To imply this demonstrates that Fosis, or Muslim students, are “influenced by a hardcore of extremists” or that this “represents a new and dangerous flirtation with radicalism”, is misleading and explicitly undermines the recent efforts of Muslim students to engage constructively within the NUS. There is also a failure to recognise that this opinion is held by the mainstream Muslim community – 38 organisations and individuals signed a statement last year against the proposed government ban on Hizb ut-Tahrir.
And this viewpoint is not limited to Muslims. Last year Middlesex University suspended student president Keith Shilson after he refused to cancel a debate with Hizb ut-Tahrir. He does not share the group’s views, but supports their right to free speech. Indeed, last summer the NUS itself came out in defence of Hizb ut-Tahrir’s right to exist – overlooked by the article.
As was correctly stated, 120 Muslim students, led by Fosis, were the largest organised group of students at this year’s NUS annual conference. After many years of under-representation, Muslim students are finally able to contribute confidently and play a pivotal role.
Unfortunately, they have faced constant obstacles. When Imperial College chose to ban the niqab (face veil), Muslim students raised this with the appropriate authorities. However, the college has refused to meet the students’ national representatives. In another incident, two Muslim students were expelled from Matthew Boulton College for speaking out against a campus ban on the formation of religious student groups.

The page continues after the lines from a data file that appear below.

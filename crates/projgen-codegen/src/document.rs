//! Rendered documents and the templates they come from.

use std::collections::BTreeMap;

/// A document template tied to its output path.
pub struct DocumentTemplate {
    /// Output path relative to the project root, `/`-separated.
    pub path: &'static str,
    /// Tera source of the document.
    pub source: &'static str,
}

/// Rendered documents keyed by relative path, iterated in path order.
#[derive(Debug, Clone, Default, PartialEq, Eq)]
pub struct DocumentSet {
    documents: BTreeMap<String, String>,
}

impl DocumentSet {
    pub fn new() -> Self {
        Self::default()
    }

    pub fn insert(&mut self, path: impl Into<String>, text: impl Into<String>) {
        self.documents.insert(path.into(), text.into());
    }

    pub fn get(&self, path: &str) -> Option<&str> {
        self.documents.get(path).map(String::as_str)
    }

    pub fn contains(&self, path: &str) -> bool {
        self.documents.contains_key(path)
    }

    pub fn len(&self) -> usize {
        self.documents.len()
    }

    pub fn is_empty(&self) -> bool {
        self.documents.is_empty()
    }

    pub fn paths(&self) -> impl Iterator<Item = &str> {
        self.documents.keys().map(String::as_str)
    }

    pub fn iter(&self) -> impl Iterator<Item = (&str, &str)> {
        self.documents
            .iter()
            .map(|(path, text)| (path.as_str(), text.as_str()))
    }

    /// Total size of all documents in bytes.
    pub fn total_bytes(&self) -> usize {
        self.documents.values().map(String::len).sum()
    }
}
//! # Projgen Watch
//!
//! Movie watch-time tracking: a ledger of watched movies with a 40-hour
//! break gate, favorites, JSON persistence, OMDb lookups and break
//! recommendations from a chat-completions API.

pub mod advisor;
pub mod chat;
pub mod error;
pub mod favorites;
pub mod ledger;
pub mod omdb;
pub mod store;

pub use advisor::{BreakAdvisor, Location, Recommendation};
pub use chat::{ChatClient, ChatCompletion, ChatMessage, ChatRequest};
pub use error::{WatchError, WatchResult};
pub use favorites::{FavoriteMovie, Favorites};
pub use ledger::{parse_runtime, WatchLedger, WatchedMovie, BREAK_THRESHOLD_HOURS};
pub use omdb::{OmdbClient, OmdbMovie};
pub use store::WatchStore;
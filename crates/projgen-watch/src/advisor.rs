//! Break recommendations once the watch-time threshold is reached.

use serde::Serialize;
use tracing::info;

use crate::chat::{ChatClient, ChatMessage, ChatRequest, Usage};
use crate::error::{WatchError, WatchResult};
use crate::ledger::{WatchLedger, BREAK_THRESHOLD_HOURS};

pub const MODEL: &str = "gpt-4o-mini";
pub const TEMPERATURE: f32 = 0.8;
pub const MAX_TOKENS: u32 = 500;

/// Titles mentioned in the prompt, most recent first.
pub const PROMPT_TITLES: usize = 10;

const SYSTEM_PROMPT: &str = "You are a friendly movie app assistant. When users reach 40 hours of watch time, \
recommend local outdoor activities, film museums, or parks near their location to encourage taking a break \
from watching movies. Use a casual, friendly tone. Format your response as a bulleted list with specific \
place names when possible.";

#[derive(Debug, Clone, Copy, PartialEq, Serialize)]
pub struct Location {
    pub latitude: f64,
    pub longitude: f64,
}

#[derive(Debug, Clone, PartialEq)]
pub struct Recommendation {
    pub text: String,
    pub usage: Option<Usage>,
}

pub struct BreakAdvisor<'a> {
    client: &'a ChatClient,
}

/// System and user messages for a break request.
pub fn build_messages(ledger: &WatchLedger, location: Location) -> Vec<ChatMessage> {
    let titles = ledger.recent_titles(PROMPT_TITLES).join(", ");
    let user = format!(
        "I've watched {:.1} hours of movies recently (including: {}). I'm at coordinates {}, {}. \
Can you suggest 3-5 outdoor activities, parks, or film museums near me to take a break from \
watching movies? Keep it casual and friendly!",
        ledger.total_hours(),
        titles,
        location.latitude,
        location.longitude
    );
    vec![ChatMessage::system(SYSTEM_PROMPT), ChatMessage::user(user)]
}

pub fn build_request(ledger: &WatchLedger, location: Location) -> ChatRequest {
    ChatRequest {
        model: MODEL.to_string(),
        messages: build_messages(ledger, location),
        temperature: TEMPERATURE,
        max_tokens: MAX_TOKENS,
    }
}

impl<'a> BreakAdvisor<'a> {
    pub fn new(client: &'a ChatClient) -> Self {
        Self { client }
    }

    /// Ask for break ideas near `location`. Refuses before the threshold.
    pub async fn recommend(&self, ledger: &WatchLedger, location: Location) -> WatchResult<Recommendation> {
        ensure_break_due(ledger)?;

        let completion = self.client.complete(&build_request(ledger, location)).await?;
        info!(hours = ledger.total_hours(), "Received break recommendation");
        Ok(Recommendation {
            text: completion.content,
            usage: completion.usage,
        })
    }
}

pub fn ensure_break_due(ledger: &WatchLedger) -> WatchResult<()> {
    if ledger.break_due() {
        Ok(())
    } else {
        Err(WatchError::BreakNotDue {
            hours: ledger.total_hours(),
            threshold: BREAK_THRESHOLD_HOURS,
        })
    }
}
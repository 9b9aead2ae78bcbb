//! Scope documents: the competency-framed project scope, the overview, the
//! onboarding checklist and the fillable requirements template.

use crate::document::DocumentTemplate;

pub static DOCUMENTS: &[DocumentTemplate] = &[
    DocumentTemplate {
        path: "01-project-scope.md",
        source: include_str!("templates/scope/01-project-scope.md"),
    },
    DocumentTemplate {
        path: "overview.md",
        source: include_str!("templates/scope/overview.md"),
    },
    DocumentTemplate {
        path: "start_here.md",
        source: include_str!("templates/scope/start_here.md"),
    },
    DocumentTemplate {
        path: "project-requirements-scope.md",
        source: include_str!("templates/scope/project-requirements-scope.md"),
    },
];
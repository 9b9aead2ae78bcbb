//! Movie watch-time tracker commands.

use anyhow::{Context, Result};
use clap::{Args, Subcommand};
use colored::Colorize;
use dialoguer::Confirm;
use std::path::PathBuf;

use projgen_core::ProjectConfig;
use projgen_watch::{
    BreakAdvisor, ChatClient, FavoriteMovie, Location, OmdbClient, WatchStore, WatchedMovie,
};

use super::generate::spinner;
use crate::output;

/// State directory used when neither the flag nor the config names one.
const STATE_DIR_NAME: &str = "projgen";

#[derive(Args)]
pub struct WatchArgs {
    /// Directory holding watchtime.json and favorites.json
    #[arg(long, env = "PROJGEN_WATCH_DIR", global = true)]
    pub dir: Option<PathBuf>,

    #[command(subcommand)]
    pub command: WatchCommands,
}

#[derive(Subcommand)]
pub enum WatchCommands {
    /// Mark a movie as watched
    Add(AddArgs),

    /// Remove a movie from the watched list
    Remove {
        /// IMDb id, e.g. tt0133093
        imdb_id: String,
    },

    /// List watched movies
    List,

    /// Show watch time and progress to the break milestone
    Stats,

    /// Clear the watched list
    Reset {
        /// Skip confirmation
        #[arg(short, long)]
        yes: bool,
    },

    /// Toggle a movie in favorites
    Favorite(FavoriteArgs),

    /// List favorite movies
    Favorites,

    /// Suggest places to take a break once 40 hours are reached
    Recommend(RecommendArgs),
}

#[derive(Args)]
pub struct AddArgs {
    /// IMDb id, e.g. tt0133093
    pub imdb_id: String,

    /// Title; with --runtime skips the OMDb lookup
    #[arg(long, requires = "runtime")]
    pub title: Option<String>,

    /// Runtime such as "136 min"
    #[arg(long, requires = "title")]
    pub runtime: Option<String>,

    /// OMDb API key
    #[arg(long, env = "OMDB_API_KEY", hide_env_values = true)]
    pub omdb_key: Option<String>,
}

#[derive(Args)]
pub struct FavoriteArgs {
    /// IMDb id, e.g. tt0133093
    pub imdb_id: String,

    /// Title to store; looked up when omitted
    #[arg(long)]
    pub title: Option<String>,

    /// OMDb API key
    #[arg(long, env = "OMDB_API_KEY", hide_env_values = true)]
    pub omdb_key: Option<String>,
}

#[derive(Args)]
pub struct RecommendArgs {
    /// Latitude of your location
    #[arg(long, allow_hyphen_values = true)]
    pub lat: f64,

    /// Longitude of your location
    #[arg(long, allow_hyphen_values = true)]
    pub lon: f64,

    /// OpenAI API key
    #[arg(long, env = "OPENAI_API_KEY", hide_env_values = true)]
    pub openai_key: Option<String>,
}

fn state_dir(flag: Option<PathBuf>, config: &ProjectConfig) -> PathBuf {
    flag.or_else(|| config.watch_dir.clone())
        .or_else(|| dirs::data_dir().map(|d| d.join(STATE_DIR_NAME)))
        .unwrap_or_else(|| PathBuf::from(".projgen"))
}

fn omdb_client(key: Option<&str>) -> Result<OmdbClient> {
    Ok(OmdbClient::new(
        projgen_watch::omdb::DEFAULT_OMDB_URL,
        key.unwrap_or_default(),
    )?)
}

pub async fn execute(args: WatchArgs, config: &ProjectConfig) -> Result<()> {
    let store = WatchStore::new(state_dir(args.dir, config));
    tracing::debug!(dir = %store.dir().display(), "Using watch state");

    match args.command {
        WatchCommands::Add(args) => {
            let mut ledger = store.load_ledger()?;
            let now = chrono::Utc::now();

            let movie = match (args.title, args.runtime) {
                (Some(title), Some(runtime)) => WatchedMovie::new(&args.imdb_id, title, runtime, now),
                _ => {
                    let client = omdb_client(args.omdb_key.as_deref())?;
                    let bar = spinner("Looking up movie...")?;
                    let found = client.movie_by_id(&args.imdb_id).await;
                    bar.finish_and_clear();
                    found.with_context(|| format!("Failed to look up {}", args.imdb_id))?.to_watched(now)
                }
            };

            let title = movie.title.clone();
            let runtime = movie.runtime.clone();
            if ledger.mark_watched(movie) {
                store.save_ledger(&ledger)?;
                println!("{} Watched: {} ({})", "✓".green().bold(), title.cyan(), runtime);
                println!("  Total: {:.1} hours", ledger.total_hours());
                if ledger.break_due() {
                    println!(
                        "  {} 40 hours reached. Run `projgen watch recommend --lat .. --lon ..`",
                        "🎉".bold()
                    );
                }
            } else {
                println!("{} {} is already marked as watched", "ℹ".blue().bold(), title);
            }
        }

        WatchCommands::Remove { imdb_id } => {
            let mut ledger = store.load_ledger()?;
            if ledger.unmark_watched(&imdb_id) {
                store.save_ledger(&ledger)?;
                println!("{} Removed {}", "✓".green().bold(), imdb_id);
            } else {
                println!("{} {} is not in the watched list", "ℹ".blue().bold(), imdb_id);
            }
        }

        WatchCommands::List => output::print_watched_table(&store.load_ledger()?),

        WatchCommands::Stats => output::print_watch_stats(&store.load_ledger()?),

        WatchCommands::Reset { yes } => {
            let mut ledger = store.load_ledger()?;
            let confirmed = yes
                || Confirm::new()
                    .with_prompt(format!("Clear {} watched movie(s)?", ledger.len()))
                    .default(false)
                    .interact()
                    .context("Failed to read confirmation")?;
            if confirmed {
                ledger.reset();
                store.save_ledger(&ledger)?;
                println!("{} Watch time reset", "✓".green().bold());
            }
        }

        WatchCommands::Favorite(args) => {
            let mut favorites = store.load_favorites()?;
            let known_title = match args.title.clone() {
                Some(title) => Some(title),
                None => watched_title(&store, &args.imdb_id)?,
            };

            let favorite = match known_title {
                Some(title) => FavoriteMovie {
                    imdb_id: args.imdb_id.clone(),
                    title,
                },
                // Removing never needs a lookup.
                None if favorites.contains(&args.imdb_id) => FavoriteMovie {
                    imdb_id: args.imdb_id.clone(),
                    title: String::new(),
                },
                None => {
                    let client = omdb_client(args.omdb_key.as_deref())?;
                    client
                        .movie_by_id(&args.imdb_id)
                        .await
                        .with_context(|| format!("Failed to look up {}", args.imdb_id))?
                        .to_favorite()
                }
            };

            let title = favorite.title.clone();
            if favorites.toggle(favorite) {
                println!("{} Added to favorites: {}", "♥".red().bold(), title.cyan());
            } else {
                println!("{} Removed {} from favorites", "✓".green().bold(), args.imdb_id);
            }
            store.save_favorites(&favorites)?;
        }

        WatchCommands::Favorites => output::print_favorites(&store.load_favorites()?),

        WatchCommands::Recommend(args) => {
            let ledger = store.load_ledger()?;
            projgen_watch::advisor::ensure_break_due(&ledger)?;

            let client = ChatClient::new(
                projgen_watch::chat::DEFAULT_CHAT_URL,
                args.openai_key.as_deref().unwrap_or_default(),
            )?;
            let advisor = BreakAdvisor::new(&client);
            let location = Location {
                latitude: args.lat,
                longitude: args.lon,
            };

            let bar = spinner("Asking for break ideas...")?;
            let result = advisor.recommend(&ledger, location).await;
            bar.finish_and_clear();
            let recommendation = result.context("Failed to get recommendations")?;

            println!("{}", "Time for a break!".bold());
            println!();
            println!("{}", recommendation.text);
            if let Some(usage) = recommendation.usage {
                println!();
                println!("{}", format!("{} tokens used", usage.total_tokens).dimmed());
            }
        }
    }

    Ok(())
}

/// Title of a movie already in the ledger.
fn watched_title(store: &WatchStore, imdb_id: &str) -> Result<Option<String>> {
    let ledger = store.load_ledger().context("Failed to load watch history")?;
    Ok(ledger
        .movies()
        .iter()
        .find(|m| m.imdb_id == imdb_id)
        .map(|m| m.title.clone()))
}
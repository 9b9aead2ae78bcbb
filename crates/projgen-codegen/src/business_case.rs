//! Assessment materials for the oral defense.

use crate::document::DocumentTemplate;

pub static DOCUMENTS: &[DocumentTemplate] = &[
    DocumentTemplate {
        path: "business-case/oral-defense-rubric.md",
        source: include_str!("templates/business_case/oral-defense-rubric.md"),
    },
    DocumentTemplate {
        path: "business-case/oral-defense-presentation-template.md",
        source: include_str!("templates/business_case/oral-defense-presentation-template.md"),
    },
    DocumentTemplate {
        path: "business-case/incentive-requirements.md",
        source: include_str!("templates/business_case/incentive-requirements.md"),
    },
    DocumentTemplate {
        path: "business-case/canva-presentation-design-guide.md",
        source: include_str!("templates/business_case/canva-presentation-design-guide.md"),
    },
];
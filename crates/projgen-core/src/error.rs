//! Centralized error types for projgen.

use thiserror::Error;

/// Main error type for projgen core operations.
#[derive(Error, Debug)]
pub enum ProjgenError {
    #[error("Validation error: {0}")]
    Validation(String),

    #[error("Unknown skill level: {0} (expected beginner, intermediate or advanced)")]
    UnknownSkillLevel(String),

    #[error("Unknown project type: {0}")]
    UnknownProjectType(String),

    #[error("Configuration error: {0}")]
    Config(String),

    #[error("IO error: {0}")]
    Io(#[from] std::io::Error),

    #[error("TOML error: {0}")]
    Toml(#[from] toml::de::Error),
}

/// Result type for projgen core operations.
pub type ProjgenResult<T> = Result<T, ProjgenError>;

impl ProjgenError {
    /// Create a validation error.
    pub fn validation(msg: impl Into<String>) -> Self {
        Self::Validation(msg.into())
    }

    /// Create a configuration error.
    pub fn config(msg: impl Into<String>) -> Self {
        Self::Config(msg.into())
    }
}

One could forgive Muslim students for feeling victimised – and yet they continue to partake in the democratic process.
The fact that the Guardian’s coverage of the NUS conference focused almost exclusively on the participation of Muslim students is testament to their progress and achievement. This shows what can be achieved through positive political participation. Rather than fearing or undermining them, these successes should be embraced by all.